• **Exercise directions**
Tally the lines below containing the word "assembler" and give that total alone.

*** Block opens ***

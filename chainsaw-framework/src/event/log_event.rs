use chrono::{DateTime, Local, TimeZone};
use std::collections::BTreeMap;
use std::fmt;
use uuid::Uuid;

/// severity of a log event, in ascending order
#[derive(Debug, Clone, Copy, PartialEq, Eq, PartialOrd, Ord, Hash)]
pub enum Level {
    Trace,
    Debug,
    Info,
    Warn,
    Error,
    Fatal,
}

impl Level {
    /// parse the level names used by log4j-style appenders (case-insensitive)
    pub fn parse(text: &str) -> Option<Self> {
        match text.trim().to_ascii_uppercase().as_str() {
            "TRACE" | "FINEST" | "FINER" => Some(Self::Trace),
            "DEBUG" | "FINE" | "CONFIG" => Some(Self::Debug),
            "INFO" => Some(Self::Info),
            "WARN" | "WARNING" => Some(Self::Warn),
            "ERROR" | "SEVERE" => Some(Self::Error),
            "FATAL" => Some(Self::Fatal),
            _ => None,
        }
    }
}

impl fmt::Display for Level {
    fn fmt(&self, f: &mut fmt::Formatter<'_>) -> fmt::Result {
        let name = match self {
            Level::Trace => "TRACE",
            Level::Debug => "DEBUG",
            Level::Info => "INFO",
            Level::Warn => "WARN",
            Level::Error => "ERROR",
            Level::Fatal => "FATAL",
        };
        f.write_str(name)
    }
}

/// source location of the statement that produced an event
#[derive(Debug, Clone, Default, PartialEq, Eq)]
pub struct Location {
    pub file: Option<String>,
    pub class: Option<String>,
    pub method: Option<String>,
    pub line: Option<String>,
}

impl Location {
    pub fn is_empty(&self) -> bool {
        self.file.is_none() && self.class.is_none() && self.method.is_none() && self.line.is_none()
    }
}

/// a single structured log event, handed to an [`EventSink`](crate::EventSink)
#[derive(Debug, Clone)]
pub struct LogEvent {
    pub id: Uuid,
    /// event time in epoch milliseconds; `None` when the timestamp could not be parsed
    pub timestamp: Option<i64>,
    /// wall-clock time the record was decoded
    pub received_at: DateTime<Local>,
    /// name of the receiver that produced the event
    pub source: String,
    pub logger: String,
    pub level: String,
    pub thread: Option<String>,
    pub location: Location,
    /// message text, continuation lines joined with `\n`
    pub message: String,
    pub ndc: Option<String>,
    pub properties: BTreeMap<String, String>,
    /// stack-trace lines collected from the record's continuation lines
    pub throwable: Vec<String>,
    /// the original text of the logical record
    pub raw: String,
}

impl LogEvent {
    pub fn new(source: impl Into<String>, message: impl Into<String>) -> Self {
        let message = message.into();
        Self {
            id: Uuid::new_v4(),
            timestamp: None,
            received_at: Local::now(),
            source: source.into(),
            logger: String::new(),
            level: String::new(),
            thread: None,
            location: Location::default(),
            raw: message.clone(),
            message,
            ndc: None,
            properties: BTreeMap::new(),
            throwable: Vec::new(),
        }
    }

    pub fn with_property(mut self, key: impl Into<String>, value: impl Into<String>) -> Self {
        self.properties.insert(key.into(), value.into());
        self
    }

    pub fn get_property(&self, key: &str) -> Option<&str> {
        self.properties.get(key).map(|s| s.as_str())
    }

    /// the parsed severity, if the level text is one we know
    pub fn severity(&self) -> Option<Level> {
        Level::parse(&self.level)
    }

    /// event time in the local zone, if known
    pub fn local_time(&self) -> Option<DateTime<Local>> {
        self.timestamp
            .and_then(|millis| Local.timestamp_millis_opt(millis).single())
    }
}

#[cfg(test)]
mod tests {
    use super::*;

    #[test]
    fn test_level_parse() {
        assert_eq!(Level::parse("info"), Some(Level::Info));
        assert_eq!(Level::parse(" WARNING "), Some(Level::Warn));
        assert_eq!(Level::parse("SEVERE"), Some(Level::Error));
        assert_eq!(Level::parse("chatty"), None);
        assert!(Level::Error > Level::Warn);
    }

    #[test]
    fn test_local_time_from_millis() {
        let mut event = LogEvent::new("test", "hello");
        assert!(event.local_time().is_none());
        event.timestamp = Some(0);
        assert_eq!(event.local_time().map(|t| t.timestamp()), Some(0));
    }

    #[test]
    fn test_properties() {
        let event = LogEvent::new("test", "hello").with_property("host", "db1");
        assert_eq!(event.get_property("host"), Some("db1"));
        assert_eq!(event.get_property("missing"), None);
        assert_eq!(event.raw, "hello");
    }
}
use crate::assembler::{LineAssembler, LogicalRecord};
use crate::error::FormatError;
use crate::format::{CompiledFormat, Field};
use crate::timestamp::{RelativeClock, TimestampParser};
use chainsaw_framework::{ConnectionConfig, LineDecoder, Location, LogEvent};

const UNKNOWN_LOGGER: &str = "Unknown";
const DEFAULT_LEVEL: &str = "DEBUG";

/// decodes raw lines into events using a log-format template
#[derive(Debug)]
pub struct PatternDecoder {
    source: String,
    assembler: LineAssembler,
    timestamp: TimestampParser,
    /// used when the template has RELATIVETIME but no TIMESTAMP
    relative: RelativeClock,
}

impl PatternDecoder {
    pub fn new(
        source: impl Into<String>,
        log_format: &str,
        timestamp_format: &str,
        append_non_matches: bool,
    ) -> Result<Self, FormatError> {
        let timestamp = TimestampParser::compile(timestamp_format)?;
        let format = CompiledFormat::compile_with_timestamp(log_format, &timestamp)?;
        Ok(Self {
            source: source.into(),
            assembler: LineAssembler::new(format, append_non_matches),
            timestamp,
            relative: RelativeClock::new(),
        })
    }

    pub fn from_config(source: impl Into<String>, config: &ConnectionConfig) -> Result<Self, FormatError> {
        Self::new(
            source,
            &config.log_format,
            &config.timestamp_format,
            config.append_non_matches,
        )
    }

    pub fn format(&self) -> &CompiledFormat {
        self.assembler.format()
    }

    fn to_event(&mut self, mut record: LogicalRecord) -> LogEvent {
        let mut event = LogEvent::new(self.source.as_str(), std::mem::take(&mut record.message));
        event.raw = std::mem::take(&mut record.raw);
        event.throwable = std::mem::take(&mut record.throwable);
        event.timestamp = self.resolve_timestamp(&record, event.received_at.timestamp_millis());

        let mut take = |field: Field| record.fields.remove(&field);

        let class = take(Field::Class);
        event.logger = take(Field::Logger)
            .or_else(|| class.clone())
            .unwrap_or_else(|| UNKNOWN_LOGGER.to_string());
        event.level = take(Field::Level)
            .filter(|level| !level.is_empty())
            .unwrap_or_else(|| DEFAULT_LEVEL.to_string());
        event.thread = take(Field::Thread);
        event.ndc = take(Field::Ndc);
        event.location = Location {
            file: take(Field::File),
            class,
            method: take(Field::Method),
            line: take(Field::Line),
        };

        for (field, value) in record.fields.drain() {
            if let Field::Prop(key) = field {
                event.properties.insert(key, value);
            }
        }
        event
    }

    fn resolve_timestamp(&mut self, record: &LogicalRecord, received_at: i64) -> Option<i64> {
        let result = if let Some(text) = record.field(&Field::Timestamp) {
            self.timestamp.parse_at(text, received_at)
        } else if let Some(text) = record.field(&Field::RelativeTime) {
            self.relative.resolve(text, received_at)
        } else {
            return None;
        };

        match result {
            Ok(millis) => Some(millis),
            Err(e) => {
                log::debug!("PatternDecoder '{}': {}", self.source, e);
                None
            }
        }
    }
}

impl LineDecoder for PatternDecoder {
    fn decode(&mut self, line: &str) -> Vec<LogEvent> {
        match self.assembler.feed(line) {
            Some(record) => vec![self.to_event(record)],
            None => Vec::new(),
        }
    }

    fn flush(&mut self) -> Vec<LogEvent> {
        match self.assembler.flush() {
            Some(record) => vec![self.to_event(record)],
            None => Vec::new(),
        }
    }
}
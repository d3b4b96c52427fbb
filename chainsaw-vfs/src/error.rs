use chainsaw_framework::SourceError;
use thiserror::Error;

#[derive(Error, Debug)]
pub enum VfsError {
    #[error("invalid URI '{0}'")]
    InvalidUri(String),

    #[error("no file system registered for scheme '{0}'")]
    UnsupportedScheme(String),

    #[error("{0} requires credentials")]
    MissingCredentials(String),

    #[error("authentication failed for {uri}: {reason}")]
    Auth { uri: String, reason: String },

    #[error("cannot open {uri}: {source}")]
    Open {
        uri: String,
        #[source]
        source: std::io::Error,
    },
}

impl From<VfsError> for SourceError {
    fn from(err: VfsError) -> Self {
        SourceError::Connection(err.to_string())
    }
}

*** Block closes ***

• **Solution for this problem**
6